Digital assets to move from speculation to infrastructure in 2026, B. Riley says

Digital assets are set to cross a critical threshold in 2026, shifting from largely speculative instruments into practical financial infrastructure as regulation matures and traditional institutions deploy blockchain technology at scale, investment bank B. Riley said in a Thursday report.
“In 2026, we expect the digital asset market to transition from speculation to practical utility as regulatory frameworks are expected to mature, and blockchain integrates into global financial infrastructure,” analysts Fedor Shabalin and Nick Giles wrote.
The analysts argued that clearer rules around stablecoins, growing institutional tokenization of real-world assets, stronger governance frameworks and improving interoperability between bank ledgers and public blockchains are combining to change how digital assets are used, not just how they’re traded.
This evolution is prompting digital asset treasury companies (DATCOs) to pivot away from simply accumulating tokens toward operational deployment that can generate recurring revenue, the analysts said.
The group of 25 digital asset treasury stocks that the bank tracks continue to have an enterprise value of about 0.8 times the market value of their crypto holdings. The metric, known as mNAV, is unchanged since mid-December, even as the underlying business models begin to look more like operating companies than passive investment vehicles. Enterprise value (EV) is a firm’s market capitalization plus debt minus any cash.
The analysts also flagged a recent decision by MSCI to reverse a proposal that would have excluded DATCOs from major global equity indexes.
Strategy (MSTR), the largest corporate holder of bitcoin BTC$89,825.32, has come under selling pressure in recent months on concerns it could be dropped from MSCI’s benchmarks, a move that may have forced some institutional investors to sell and weighed further on the stock.
MSCI said more work is needed to distinguish between investment companies and operating businesses that hold digital assets as part of their core strategy.
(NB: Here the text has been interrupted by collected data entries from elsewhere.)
use tensorport_core::{Buffer, DataFormat, Device, Result, SessionError, Tensor};

/// Hands a pool output to the caller.
///
/// Host targets without `copy` get a view over the pool's storage, which is
/// overwritten by the next run. Anything else gets a fresh allocation on
/// `device` that the caller owns outright.
pub fn materialize(
    current: &Tensor,
    device: &Device,
    copy: bool,
    format: Option<DataFormat>,
) -> Result<Tensor> {
    let buffer = current.buffer().ok_or_else(|| {
        SessionError::InvalidArgument(format!(
            "output `{}` has not been produced yet",
            current.name()
        ))
    })?;

    let mut desc = current.desc().clone();
    if let Some(format) = format {
        desc.format = format;
    }

    if copy || !device.is_host() {
        let target = Buffer::alloc(device.clone(), desc.byte_len());
        buffer.copy_into(&target, desc.byte_len())?;
        return Ok(Tensor::view(current.name(), desc, &target));
    }
    Ok(Tensor::view(current.name(), desc, buffer))
}

#[cfg(test)]
mod tests {
    use tensorport_core::Shape;

    use super::*;

    fn produced() -> Tensor {
        Tensor::from_f32("y", Shape::from([1, 2]), &[0.5, 1.5])
    }

    #[test]
    fn host_without_copy_aliases() {
        let pool_tensor = produced();
        let out = materialize(&pool_tensor, &Device::Cpu, false, None).expect("alias");
        let (a, b) = (out.buffer().expect("buf"), pool_tensor.buffer().expect("buf"));
        assert_eq!(a.addr(), b.addr());
    }

    #[test]
    fn copy_flag_or_device_forces_a_copy() {
        let pool_tensor = produced();
        let pool_addr = pool_tensor.buffer().map(Buffer::addr);

        let copied = materialize(&pool_tensor, &Device::Cpu, true, None).expect("copy");
        assert_ne!(copied.buffer().map(Buffer::addr), pool_addr);
        assert_eq!(copied.to_f32_vec().expect("f32"), vec![0.5, 1.5]);

        let cuda = Device::Cuda { device_id: 0 };
        let moved = materialize(&pool_tensor, &cuda, false, Some(DataFormat::Auto)).expect("copy");
        assert_eq!(moved.device(), Some(&cuda));
        assert_eq!(moved.desc().format, DataFormat::Auto);
        assert_ne!(moved.buffer().map(Buffer::addr), pool_addr);
    }

    #[test]
    fn deferred_outputs_cannot_be_materialized() {
        let pending = Tensor::deferred("y", tensorport_core::DType::F32);
        assert!(materialize(&pending, &Device::Cpu, false, None).is_err());
    }
}
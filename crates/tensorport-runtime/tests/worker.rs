mod common;

use std::sync::Arc;

use bytes::Bytes;
use common::{FakeBackend, DYNAMIC_MODEL, STATIC_MODEL};
use tensorport_core::{IOName, InferenceParam, Shape, ShapeMap, Tensor};
use tensorport_runtime::{InferenceSession, OutputRequest, SessionWorker, WorkerHandle};
use tokio::task::JoinHandle;

type Spawned = (WorkerHandle, JoinHandle<anyhow::Result<()>>, Arc<common::Probe>);

fn spawn(text: &'static str, max: Option<(&str, [usize; 2])>) -> Spawned {
    let (backend, probe) = FakeBackend::new();
    let mut param = InferenceParam::from_buffer(Bytes::from_static(text.as_bytes()));
    if let Some((name, shape)) = max {
        param = param.with_max_shape(name, shape);
    }
    let mut session = InferenceSession::new(backend, param);
    session.init().expect("init");
    let (handle, join) = SessionWorker::spawn(0, Box::new(session), 8);
    (handle, join, probe)
}

#[tokio::test(flavor = "multi_thread")]
async fn serves_requests_in_order() {
    let (handle, join, probe) = spawn(DYNAMIC_MODEL, Some(("tokens", [1, 16])));

    for len in [4usize, 8, 2] {
        let data: Vec<f32> = (0..len).map(|i| i as f32).collect();
        let shapes = ShapeMap::from([("tokens".to_string(), Shape::from([1, len]))]);
        let input = Tensor::from_f32("tokens", Shape::from([1, len]), &data);

        let response = handle
            .infer(shapes, vec![(IOName("tokens".into()), input)], Vec::new())
            .await
            .expect("infer");

        let (name, hidden) = &response.outputs[0];
        assert_eq!(name.0, "hidden");
        assert_eq!(hidden.shape(), &Shape::from([1, len]));
        assert_eq!(hidden.to_f32_vec().expect("f32")[len - 1], 2.0 * (len - 1) as f32);
    }

    drop(handle);
    join.await.expect("join").expect("worker");
    assert!(probe.position("drop_session").is_some());
}

#[tokio::test(flavor = "multi_thread")]
async fn errors_come_back_to_the_caller() {
    let (handle, join, _) = spawn(STATIC_MODEL, None);

    let err = handle
        .infer(
            ShapeMap::new(),
            Vec::new(),
            vec![OutputRequest::host("missing")],
        )
        .await
        .unwrap_err();
    assert!(err.to_string().contains("missing"));

    // The worker keeps serving after a failed request.
    let response = handle
        .infer(ShapeMap::new(), Vec::new(), vec![OutputRequest::host("y")])
        .await
        .expect("infer");
    assert_eq!(response.outputs[0].1.shape(), &Shape::from([1, 4]));

    drop(handle);
    join.await.expect("join").expect("worker");
}
use anyhow::{bail, ensure, Context, Result};
use bytes::Bytes;
use ort::{
    tensor::TensorElementType,
    value::{DynValue, ValueRef, ValueType},
};
use tensorport_core::{DType, Shape, SlotInfo, Tensor};

pub(crate) fn slot_info(name: &str, value_type: &ValueType) -> Result<SlotInfo> {
    let ValueType::Tensor { ty, shape, .. } = value_type else {
        bail!("`{name}` is not a tensor; only tensor IO is supported");
    };

    Ok(SlotInfo {
        name: name.to_string(),
        dims: shape.iter().copied().collect(),
        dtype: ort_tensor_element_to_dtype(*ty)?,
    })
}

fn ort_tensor_element_to_dtype(ty: TensorElementType) -> Result<DType> {
    match ty {
        TensorElementType::Float32 => Ok(DType::F32),
        TensorElementType::Float16 => Ok(DType::F16),
        TensorElementType::Int64 => Ok(DType::I64),
        TensorElementType::Int32 => Ok(DType::I32),
        TensorElementType::Uint8 => Ok(DType::U8),
        _ => bail!("unsupported tensor element type: {ty}"),
    }
}

/// Copies the live region of `tensor` into an ORT-owned value.
pub(crate) fn tensor_to_ort_value(tensor: &Tensor) -> Result<DynValue> {
    let bytes = tensor.to_bytes()?;
    let shape: Vec<usize> = tensor.shape().dims().to_vec();
    ensure!(
        bytes.len() == tensor.byte_len(),
        "input byte size mismatch: got {}, expected {}",
        bytes.len(),
        tensor.byte_len()
    );

    let value = match tensor.dtype() {
        DType::F32 => {
            let data = bytes_to_f32(&bytes)?;
            ort::value::Tensor::from_array((shape, data))?.into_dyn()
        }
        DType::I64 => {
            let data = bytes_to_i64(&bytes)?;
            ort::value::Tensor::from_array((shape, data))?.into_dyn()
        }
        DType::I32 => {
            let data = bytes_to_i32(&bytes)?;
            ort::value::Tensor::from_array((shape, data))?.into_dyn()
        }
        DType::U8 => {
            let data = bytes.to_vec();
            ort::value::Tensor::from_array((shape, data))?.into_dyn()
        }
        DType::F16 => bail!("f16 inputs are not supported yet"),
    };

    Ok(value)
}

pub(crate) fn ort_value_to_tensor(name: &str, value: &ValueRef<'_>) -> Result<Tensor> {
    let ValueType::Tensor { ty, shape, .. } = value.dtype() else {
        bail!("output `{name}` is not a tensor");
    };

    let dims: Vec<usize> = shape.iter().map(|d| *d as usize).collect();
    let shape = Shape::from_slice(&dims);

    let (dtype, bytes) = match *ty {
        TensorElementType::Float32 => {
            let array = value.try_extract_array::<f32>()?;
            let slice = array.as_slice().context("non-contiguous output tensor")?;
            (DType::F32, le_bytes(slice, f32::to_le_bytes))
        }
        TensorElementType::Int64 => {
            let array = value.try_extract_array::<i64>()?;
            let slice = array.as_slice().context("non-contiguous output tensor")?;
            (DType::I64, le_bytes(slice, i64::to_le_bytes))
        }
        TensorElementType::Int32 => {
            let array = value.try_extract_array::<i32>()?;
            let slice = array.as_slice().context("non-contiguous output tensor")?;
            (DType::I32, le_bytes(slice, i32::to_le_bytes))
        }
        TensorElementType::Uint8 => {
            let array = value.try_extract_array::<u8>()?;
            let slice = array.as_slice().context("non-contiguous output tensor")?;
            (DType::U8, Bytes::copy_from_slice(slice))
        }
        TensorElementType::Float16 => bail!("f16 outputs are not supported yet"),
        _ => bail!("unsupported output tensor element type: {ty}"),
    };

    Ok(Tensor::from_cpu_bytes(dtype, shape, bytes).with_name(name))
}

fn bytes_to_f32(bytes: &[u8]) -> Result<Vec<f32>> {
    ensure!(bytes.len() % 4 == 0, "f32 input has invalid byte length");
    Ok(bytes
        .chunks_exact(4)
        .map(|b| f32::from_le_bytes([b[0], b[1], b[2], b[3]]))
        .collect())
}

fn bytes_to_i64(bytes: &[u8]) -> Result<Vec<i64>> {
    ensure!(bytes.len() % 8 == 0, "i64 input has invalid byte length");
    Ok(bytes
        .chunks_exact(8)
        .map(|b| i64::from_le_bytes([b[0], b[1], b[2], b[3], b[4], b[5], b[6], b[7]]))
        .collect())
}

fn bytes_to_i32(bytes: &[u8]) -> Result<Vec<i32>> {
    ensure!(bytes.len() % 4 == 0, "i32 input has invalid byte length");
    Ok(bytes
        .chunks_exact(4)
        .map(|b| i32::from_le_bytes([b[0], b[1], b[2], b[3]]))
        .collect())
}

/// Tensor bytes are little-endian throughout, matching `tensorport_core::bytes_to_f32`.
fn le_bytes<T: Copy, const N: usize>(slice: &[T], to_le: impl Fn(T) -> [u8; N]) -> Bytes {
    let mut out = Vec::with_capacity(slice.len() * N);
    for v in slice {
        out.extend_from_slice(&to_le(*v));
    }
    Bytes::from(out)
}
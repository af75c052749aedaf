use std::collections::HashMap;

use tensorport_core::{NativeSession, Result, SessionError, SlotKind, Tensor};
use tracing::{debug, error};

use crate::contract::{check_shape, Contract, ResolvedSlot};
use crate::pool::TensorPool;

/// Binds every slot, executes, and commits outputs into the pool.
///
/// Outputs are staged first and only committed once all of them check out,
/// so a failed run never leaves a half-updated set of output tensors.
pub(crate) fn run_once<S: NativeSession>(
    native: &mut S,
    contract: &Contract,
    pool: &mut TensorPool,
    external: &HashMap<String, Tensor>,
) -> Result<()> {
    native.clear_bindings();
    let result = bind_and_execute(native, contract, pool, external);
    native.clear_bindings();
    let produced = result?;

    if produced.len() != contract.outputs.len() {
        return Err(SessionError::ExecutionFailure {
            message: format!(
                "backend returned {} outputs, model declares {}",
                produced.len(),
                contract.outputs.len()
            ),
        });
    }

    let staged = contract
        .outputs
        .iter()
        .zip(&produced)
        .map(|(slot, tensor)| {
            let id = pool
                .outputs()
                .id(slot.name())
                .ok_or_else(|| SessionError::not_found(SlotKind::Output, slot.name()))?;
            pool.stage_output(id, tensor)
        })
        .collect::<Result<Vec<_>>>()?;

    for output in staged {
        pool.commit_output(output)?;
    }
    Ok(())
}

fn bind_and_execute<S: NativeSession>(
    native: &mut S,
    contract: &Contract,
    pool: &TensorPool,
    external: &HashMap<String, Tensor>,
) -> Result<Vec<Tensor>> {
    for slot in &contract.inputs {
        let name = slot.name();
        let tensor = match external.get(name) {
            Some(tensor) => {
                debug!(%name, "binding external input");
                tensor
            }
            None => pool
                .inputs()
                .current(name)
                .ok_or_else(|| SessionError::not_found(SlotKind::Input, name))?,
        };
        check_bindable(slot, tensor)?;
        backend_call("bind input", name, native.bind_input(name, tensor))?;
    }

    for slot in &contract.outputs {
        let name = slot.name();
        backend_call("bind output", name, native.bind_output(name, pool.device()))?;
    }

    backend_call("execute", "", native.execute())
}

/// Bind-time contract checks. Capacity is the last line of defence for
/// tensors whose shape changed outside of reshape.
fn check_bindable(slot: &ResolvedSlot, tensor: &Tensor) -> Result<()> {
    let name = slot.name();
    if tensor.dtype() != slot.spec.dtype {
        return Err(SessionError::InvalidArgument(format!(
            "input `{name}` is {}, model expects {}",
            tensor.dtype(),
            slot.spec.dtype
        )));
    }
    if !tensor.is_allocated() {
        return Err(SessionError::InvalidArgument(format!(
            "input `{name}` has no data; reshape it or bind an external tensor"
        )));
    }
    check_shape(&slot.spec, tensor.shape())?;
    if tensor.byte_len() > tensor.capacity() {
        return Err(SessionError::ReshapeMismatch {
            name: name.to_string(),
            requested: tensor.shape().clone(),
            required: tensor.byte_len(),
            capacity: tensor.capacity(),
        });
    }
    Ok(())
}

/// The single point where backend errors turn into session errors.
fn backend_call<T>(stage: &str, slot: &str, result: anyhow::Result<T>) -> Result<T> {
    result.map_err(|err| {
        let err = if slot.is_empty() {
            err.context(stage.to_string())
        } else {
            err.context(format!("{stage} `{slot}`"))
        };
        error!(error = %format!("{err:#}"), "backend call failed");
        SessionError::execution(&err)
    })
}
mod cli;

use anyhow::{Context, Result};
use bytes::Bytes;
use clap::Parser;
use cli::{Cli, Command, ModelArgs};
use tensorport_backend_ort::OrtBackend;
use tensorport_core::{
    DType, InferenceParam, ModelSpec, Shape, ShapeMap, Tensor, TensorDesc, TensorSpec,
};
use tensorport_runtime::{Inference, InferenceRegistry, SessionWorker};
use tracing_subscriber::EnvFilter;

#[tokio::main]
async fn main() -> Result<()> {
    let cli = Cli::parse();

    match cli.command {
        Command::Inspect { model } => {
            init_logging(&model.log);
            inspect(model)
        }
        Command::Run { model, reshape } => {
            init_logging(&model.log);
            run(model, reshape.into_iter().collect()).await
        }
    }
}

fn init_logging(log: &str) {
    std::env::set_var("RUST_LOG", log);
    tracing_subscriber::fmt()
        .with_env_filter(EnvFilter::from_default_env())
        .init();
}

fn registry() -> InferenceRegistry {
    let mut reg = InferenceRegistry::new();
    reg.register("onnxruntime", OrtBackend::new);
    reg
}

fn load(args: ModelArgs) -> Result<Box<dyn Inference>> {
    let mut param = InferenceParam::from_path(&args.model).with_device(args.device);
    for shard in args.external_data {
        param = param.with_external_data(shard);
    }
    for (name, shape) in args.max_shape {
        param = param.with_max_shape(name, shape);
    }

    let mut session = registry().create(&args.backend, param)?;
    session
        .init()
        .with_context(|| format!("failed to load {}", args.model.display()))?;
    tracing::info!(backend = session.backend_name(), "model loaded");
    Ok(session)
}

fn inspect(args: ModelArgs) -> Result<()> {
    let session = load(args)?;
    let spec = session.model_spec().context("session lost its model")?;
    print_contract(&spec);
    Ok(())
}

async fn run(args: ModelArgs, shapes: ShapeMap) -> Result<()> {
    let session = load(args)?;
    let spec = session.model_spec().context("session lost its model")?;

    let mut reshape = ShapeMap::new();
    let mut inputs = Vec::with_capacity(spec.inputs.len());
    for input in &spec.inputs {
        let shape = shapes
            .get(&input.name.0)
            .cloned()
            .unwrap_or_else(|| input.shape_filled(1));
        if input.is_dynamic() || !input.batch_is_fixed() {
            reshape.insert(input.name.0.clone(), shape.clone());
        }
        inputs.push((input.name.clone(), zeros(input, shape)?));
    }

    let (handle, join) = SessionWorker::spawn(0, session, 1);
    let response = handle.infer(reshape, inputs, Vec::new()).await;
    drop(handle);
    join.await.context("worker panicked")??;
    let response = response?;

    for (name, tensor) in &response.outputs {
        println!("{name}: {} {}{}", tensor.dtype(), tensor.shape(), preview(tensor));
    }
    println!(
        "queued {}us, backend {}us",
        response.timings.queued_us, response.timings.backend_us
    );
    Ok(())
}

fn zeros(spec: &TensorSpec, shape: Shape) -> Result<Tensor> {
    let len = TensorDesc::new(spec.dtype, shape.clone())
        .checked_byte_len()
        .with_context(|| format!("shape {shape} for `{}` is too large", spec.name))?;
    let bytes = Bytes::from(vec![0u8; len]);
    Ok(Tensor::from_cpu_bytes(spec.dtype, shape, bytes).with_name(&spec.name.0))
}

fn preview(tensor: &Tensor) -> String {
    if tensor.dtype() != DType::F32 {
        return String::new();
    }
    match tensor.to_f32_vec() {
        Ok(values) => {
            let head: Vec<String> = values.iter().take(8).map(|v| format!("{v:.4}")).collect();
            let more = if values.len() > 8 { ", ..." } else { "" };
            format!(" [{}{more}]", head.join(", "))
        }
        Err(_) => String::new(),
    }
}

fn print_contract(spec: &ModelSpec) {
    println!("inputs:");
    for slot in &spec.inputs {
        println!("  {}", describe(slot));
    }
    println!("outputs:");
    for slot in &spec.outputs {
        println!("  {}", describe(slot));
    }
}

fn describe(slot: &TensorSpec) -> String {
    let dims: Vec<String> = slot
        .dims
        .iter()
        .map(|d| d.map_or_else(|| "?".to_string(), |d| d.to_string()))
        .collect();
    format!(
        "{} {} [{}] {:?}{}",
        slot.name,
        slot.dtype,
        dims.join(", "),
        slot.format,
        if slot.is_dynamic() { " dynamic" } else { "" }
    )
}

#[cfg(test)]
mod tests {
    use super::*;

    #[test]
    fn describe_marks_unknown_dims() {
        let slot = TensorSpec::from_reported("tokens", DType::I64, &[-1, 128]);
        assert_eq!(describe(&slot), "tokens i64 [?, 128] NC");
    }

    #[test]
    fn zero_inputs_cover_the_shape() {
        let slot = TensorSpec::from_reported("x", DType::F32, &[1, 3]);
        let tensor = zeros(&slot, Shape::from([2, 3])).unwrap();
        assert_eq!(tensor.name(), "x");
        assert_eq!(tensor.to_f32_vec().unwrap(), vec![0.0; 6]);

        assert!(zeros(&slot, Shape::from([1 << 62, 3])).is_err());
    }

    #[test]
    fn registry_knows_onnxruntime() {
        assert_eq!(registry().names(), vec!["onnxruntime".to_string()]);
    }
}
B. Riley said the pause is supportive for the sector because index inclusion helps sustain passive fund flows and reduces the risk of forced selling.
The report highlighted BitMine Immersion Technologies (BMNR) as a key example of the operational shift it expects to accelerate next year. The treasury company continues to build its ether ETH$3,092.49 position while expanding staking operations ahead of a planned infrastructure launch in early 2026.
The analysts reiterated their buy rating on BitMine and a $47 price target, saying the stock’s valuation looks attractive relative to its staking-driven revenue potential, even as shareholders prepare to vote on a sizable increase in authorized shares to support future growth and acquisitions.
The shares were 1.75% lower in early trading, at $29.83.